I understand this example lacks some important nuance but directionally useful. Imagine there was explicit hiring goals for left handed people and industry conferences for left handed and organisations for promoting left handed people in tech. In that world I don't see why right handed people are wrong for taking it personally that a whole bunch of effort is put into hiring not them.
> ... and thinks it's because his being white/male makes him inherently better ...
Could you clarify how you reached this conclusion about someone specific, as opposed to a generalized fear such a person might exist?
In many years in the tech/engineering business I have never seen anyone express such a sentiment, despite having worked with more than my fair share of unpleasant people.
Presumption of competence, or obliviousness to one's own advantages are certainly present in the community. But I have not seen anyone express such supremacist ideas before.
>I've heard it so many times about people interviewing others, as "(s)he is smart, passed all test, but weird, I don't like to work with her/him".
I never really understood the point of affirmative action until I was told point blank repeatedly that my co-workers thought I was good at the work, but didn't like me because of what I couldn't do, and that getting hired & staying hired is about having co-workers like you.
I've tolerated hostile workplace environments, abuse, discrimination, disclosure of medical information, and such just to cling onto a job because I couldn't prove most of it. I didn't think I could just leave the situation and get another job so I didn't want to make any enemies. Honestly one of the main things I have going for me career-wise is that this has happened so much people feel bad for me and pull strings for me.

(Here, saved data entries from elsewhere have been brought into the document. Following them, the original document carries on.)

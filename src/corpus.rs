//! The loaded set of characters and the process-wide snapshot of it.
//!
//! A [Corpus] is built once from record directories and never mutated afterwards. The global
//! snapshot is an `Arc` behind a lock: [snapshot] hands out the current `Arc`, [install] swaps in
//! a whole new corpus. A reader holding an old snapshot keeps seeing the old corpus in full.
use once_cell::sync::Lazy;
use parking_lot::RwLock;
use std::{
    collections::BTreeMap,
    path::{Path, PathBuf},
    sync::Arc,
};
use walkdir::WalkDir;

use crate::{
    config::{get_content, Settings},
    error::MovedexError,
    model::Character,
    record::RecordReader,
    special::SpecialCases,
};

static CORPUS: Lazy<RwLock<Arc<Corpus>>> = Lazy::new(|| RwLock::new(Arc::new(Corpus::default())));

/// The current corpus. Empty until something is installed.
pub fn snapshot() -> Arc<Corpus> {
    CORPUS.read().clone()
}

/// Replace the global corpus, returning the previous one.
pub fn install(corpus: Corpus) -> Arc<Corpus> {
    let next = Arc::new(corpus);
    std::mem::replace(&mut *CORPUS.write(), next)
}

/// Load `dirs` and install the result. Returns the number of characters now loaded.
pub fn reload<P: AsRef<Path>>(dirs: &[P], settings: &Settings) -> Result<usize, MovedexError> {
    let corpus = Corpus::load(dirs, settings)?;
    let count = corpus.len();
    install(corpus);
    tracing::info!("Corpus reloaded: {count} characters");
    Ok(count)
}

/// `Mio_Kouzuki.json` -> `Mio Kouzuki`
fn name_from_file(path: &Path) -> Option<String> {
    path.file_stem()
        .map(|stem| stem.to_string_lossy().replace('_', " "))
}

/// Characters keyed by lower-cased name.
#[derive(Debug, Clone, Default)]
pub struct Corpus {
    characters: BTreeMap<String, Character>,
    /// Files skipped because they did not parse.
    rejected: Vec<(PathBuf, MovedexError)>,
}

impl Corpus {
    /// Add a character unless one with the same name is already present.
    pub fn insert(&mut self, character: Character) -> Result<(), MovedexError> {
        let key = character.key();
        if self.characters.contains_key(&key) {
            return Err(MovedexError::DuplicateCharacter(character.name));
        }
        self.characters.insert(key, character);
        Ok(())
    }

    /// Read every `*.json` record in `dirs`, in directory order then file-name order. An
    /// unreadable directory or record is logged and skipped.
    pub fn load<P: AsRef<Path>>(dirs: &[P], settings: &Settings) -> Result<Corpus, MovedexError> {
        let reader = RecordReader::new(&settings.extract)?;
        let special = SpecialCases::new(&settings.special_cases);
        let mut corpus = Corpus::default();
        for dir in dirs {
            let dir = dir.as_ref();
            if !dir.is_dir() {
                tracing::warn!("Record directory {:?} is not readable, skipping", dir);
                continue;
            }
            let walker = WalkDir::new(dir)
                .min_depth(1)
                .max_depth(1)
                .sort_by_file_name();
            for entry in walker {
                let entry = match entry {
                    Ok(entry) => entry,
                    Err(err) => {
                        tracing::warn!("Failed to list {:?}: {err}", dir);
                        continue;
                    }
                };
                let path = entry.path();
                if !entry.file_type().is_file() || path.extension().is_none_or(|e| e != "json") {
                    continue;
                }
                match Corpus::read_record(&reader, path) {
                    Ok(mut character) => {
                        special.apply_to_character(&mut character);
                        character.link_parents();
                        if let Err(err) = corpus.insert(character) {
                            tracing::debug!("{:?}: {err}", path);
                        }
                    }
                    Err(err) => {
                        tracing::warn!("Skipping record {:?}: {err}", path);
                        corpus.rejected.push((path.to_path_buf(), err));
                    }
                }
            }
        }
        tracing::info!("Loaded {} characters", corpus.len());
        Ok(corpus)
    }

    fn read_record(reader: &RecordReader, path: &Path) -> Result<Character, MovedexError> {
        let text = get_content(path)?;
        let fallback = name_from_file(path);
        reader.read_str(&text, fallback.as_deref())
    }

    /// Case-insensitive lookup.
    pub fn get(&self, name: &str) -> Option<&Character> {
        self.characters.get(&name.trim().to_lowercase())
    }

    /// Characters in name order.
    pub fn characters(&self) -> impl Iterator<Item = &Character> {
        self.characters.values()
    }

    pub fn rejected(&self) -> &[(PathBuf, MovedexError)] {
        &self.rejected
    }

    pub fn len(&self) -> usize {
        self.characters.len()
    }

    pub fn is_empty(&self) -> bool {
        self.characters.is_empty()
    }
}

impl FromIterator<Character> for Corpus {
    fn from_iter<I: IntoIterator<Item = Character>>(iter: I) -> Self {
        let mut corpus = Corpus::default();
        for mut character in iter {
            character.link_parents();
            corpus.insert(character).ok();
        }
        corpus
    }
}
//! Loading extracted and legacy records, then resolving and navigating against them.
mod common;

use common::{extract_fixtures, write_legacy_records};
use movedex_core::{
    config::Settings,
    corpus::{self, Corpus},
    navkey::{navigate, MoveListRef, MoveRef, NavAction, NavOutcome, NavToken},
    query::{all_moves, MatchTier, Resolver},
    view::{suggest_characters, suggest_moves, MoveView},
};
use std::path::PathBuf;
use tempfile::TempDir;
use test_log::test;

async fn fixture_dirs() -> (TempDir, Vec<PathBuf>) {
    let root = tempfile::tempdir().unwrap();
    let extracted = root.path().join("characters");
    let legacy = root.path().join("legacy");
    extract_fixtures(&extracted).await;
    write_legacy_records(&legacy);
    (root, vec![extracted, legacy, PathBuf::from("/nonexistent/records")])
}

#[test(tokio::test)]
async fn all_shapes_load_once() {
    let (_root, dirs) = fixture_dirs().await;
    let settings = Settings::builtin().unwrap();
    let corpus = Corpus::load(&dirs, &settings).unwrap();

    let names: Vec<&str> = corpus.characters().map(|c| c.name.as_str()).collect();
    assert_eq!(
        names,
        vec!["Akane", "Kaori Misaka", "Mio Kouzuki", "Nayuki Minase (asleep)"]
    );
    assert_eq!(corpus.rejected().len(), 1);

    // The extracted Akane was loaded first; the legacy duplicate is dropped.
    let akane = corpus.get("akane").unwrap();
    assert_eq!(akane.movelists[0].moves[0].name, "Standing Jab");

    let nayuki = corpus.get("NAYUKI MINASE (ASLEEP)").unwrap();
    assert_eq!(nayuki.movelists[0].name, "Sleepy");
    let zzz = &nayuki.movelists[0].moves[0];
    assert_eq!(zzz.damage, "1000");
    assert_eq!(zzz.properties.len(), 3, "special case applied on load");
    assert_eq!(zzz.follow_ups.len(), 1);
    assert_eq!(zzz.follow_ups[0].parent.as_deref(), Some("Zzz~"));
    assert_eq!(nayuki.movelists[0].moves.len(), 3);

    let kaori = corpus.get("Kaori Misaka").unwrap();
    let spin = &kaori.movelists[0].moves[0];
    assert_eq!(spin.variants.len(), 1);
    assert_eq!(spin.variants[0].label, "B");
    assert_eq!(spin.variants[0].notes, "Crosses up.");
    assert_eq!(spin.frame_data.guard, "Mid");
}

#[test(tokio::test)]
async fn aliases_and_tiers() {
    let (_root, dirs) = fixture_dirs().await;
    let settings = Settings::builtin().unwrap();
    let corpus = Corpus::load(&dirs, &settings).unwrap();
    let resolver = Resolver::new(&settings);
    let nayuki = corpus.get("nayuki minase (asleep)").unwrap();

    let kick = resolver.resolve(nayuki, "623C");
    assert_eq!(kick.tier, Some(MatchTier::Alias));
    assert_eq!(kick.matches[0].mv.name, "Nayu-chan Kick");
    let kick = resolver.resolve(nayuki, "big kick");
    assert_eq!(kick.matches[0].mv.name, "Nayu-chan Kick");

    let wake = resolver.resolve(nayuki, "214*~A");
    assert_eq!(wake.tier, Some(MatchTier::ExactInput));
    assert_eq!(wake.matches[0].mv.name, "Zzz~ Wake");

    let partial = resolver.resolve(nayuki, "nayu");
    assert_eq!(partial.tier, Some(MatchTier::Partial));
    assert_eq!(partial.matches.len(), 2);

    let akane = corpus.get("akane").unwrap();
    let by_name = resolver.resolve(akane, "Costume Swap");
    assert_eq!(by_name.tier, Some(MatchTier::ExactName));
    assert_eq!(by_name.matches[0].mv.input.as_deref(), Some("22A"));
    let by_part = resolver.resolve(akane, "costume");
    assert_eq!(by_part.tier, Some(MatchTier::Partial));
    assert_eq!(by_part.matches[0].mv.name, "Costume Swap");
    let costume = resolver.resolve(akane, "22a");
    assert_eq!(costume.tier, Some(MatchTier::ExactInput));
    assert_eq!(costume.matches[0].mv.name, "Costume Swap");

    let mio = corpus.get("mio kouzuki").unwrap();
    let both = resolver.resolve(mio, "sketchbook");
    assert_eq!(both.matches.len(), 2);
    let awakened = resolver.select_str(mio, "Sketchbook-1").unwrap();
    assert_eq!(awakened.matched.move_list_id(), 1);
    assert_eq!(
        MoveView::new(mio, &awakened.matched, 0).damage.as_deref(),
        Some("900")
    );
}

#[test(tokio::test)]
async fn every_loaded_input_resolves_to_its_move_first() {
    let (_root, dirs) = fixture_dirs().await;
    let settings = Settings::builtin().unwrap();
    let corpus = Corpus::load(&dirs, &settings).unwrap();
    let resolver = Resolver::new(&settings);

    let mut checked = 0;
    for character in corpus.characters() {
        for candidate in all_moves(character) {
            let Some(input) = candidate.mv.input.as_deref() else {
                continue;
            };
            let resolution = resolver.resolve(character, input);
            assert_eq!(
                resolution.tier,
                Some(MatchTier::ExactInput),
                "{}: {input}",
                character.name
            );
            assert!(
                resolution.matches.iter().any(|m| m.is_same(&candidate)),
                "{}: {input} resolved elsewhere",
                character.name
            );
            checked += 1;
        }
    }
    assert!(checked > 5);
}

#[test(tokio::test)]
async fn tokens_survive_a_reload() {
    let (_root, dirs) = fixture_dirs().await;
    let settings = Settings::builtin().unwrap();

    let loaded = corpus::reload(&dirs, &settings).unwrap();
    assert_eq!(loaded, 4);
    let before = corpus::snapshot();

    let token = NavToken {
        action: NavAction::MoveList,
        character: "Mio Kouzuki".into(),
        move_list: MoveListRef::Name("Awakened Mode".into()),
        target: MoveRef::new("Sketchbook"),
        version: 0,
    };
    let encoded = token.encode().unwrap();

    corpus::reload(&dirs, &settings).unwrap();
    let after = corpus::snapshot();
    assert!(!std::sync::Arc::ptr_eq(&before, &after));
    assert_eq!(before.len(), after.len());

    let resolver = Resolver::new(&settings);
    let decoded: NavToken = encoded.parse().unwrap();
    let NavOutcome::Move { selection, .. } = navigate(&after, &resolver, &decoded).unwrap() else {
        panic!("expected a move");
    };
    assert_eq!(selection.matched.move_list.name, "Awakened Mode");
    assert_eq!(selection.matched.mv.follow_ups[0].name, "Erase");

    let swap: NavToken = "swap_movelist:mio kouzuki:1".parse().unwrap();
    let NavOutcome::MoveList { move_list, .. } = navigate(&after, &resolver, &swap).unwrap() else {
        panic!("expected a move list");
    };
    assert_eq!(move_list, 0);
}

#[test(tokio::test)]
async fn autocomplete() {
    let (_root, dirs) = fixture_dirs().await;
    let settings = Settings::builtin().unwrap();
    let corpus = Corpus::load(&dirs, &settings).unwrap();
    let resolver = Resolver::new(&settings);

    let found: Vec<String> = suggest_characters(&corpus, "mi")
        .into_iter()
        .map(|s| s.value)
        .collect();
    assert_eq!(found, vec!["Kaori Misaka", "Mio Kouzuki", "Nayuki Minase (asleep)"]);

    let mio = corpus.get("Mio Kouzuki").unwrap();
    let moves = suggest_moves(mio, &resolver, "awakened");
    assert_eq!(moves.len(), 1);
    assert_eq!(moves[0].display, "Sketchbook (236A) - Awakened Mode");
    assert_eq!(moves[0].value, "Sketchbook-1");
}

Discrimination is so easy. Just say somebody was a bad culture-fit. If anybody is different: disabled, poor, old, wrong ethnicity, wrong gender, ESL, then they obviously don't "fit in".
Must be tough being a white male in tech, where people see you and don't automatically think you don't know what you're talking about. Imagine, being hired only because someone with equal qualifications missed out due to internal biases. I'd hate that too, good on you.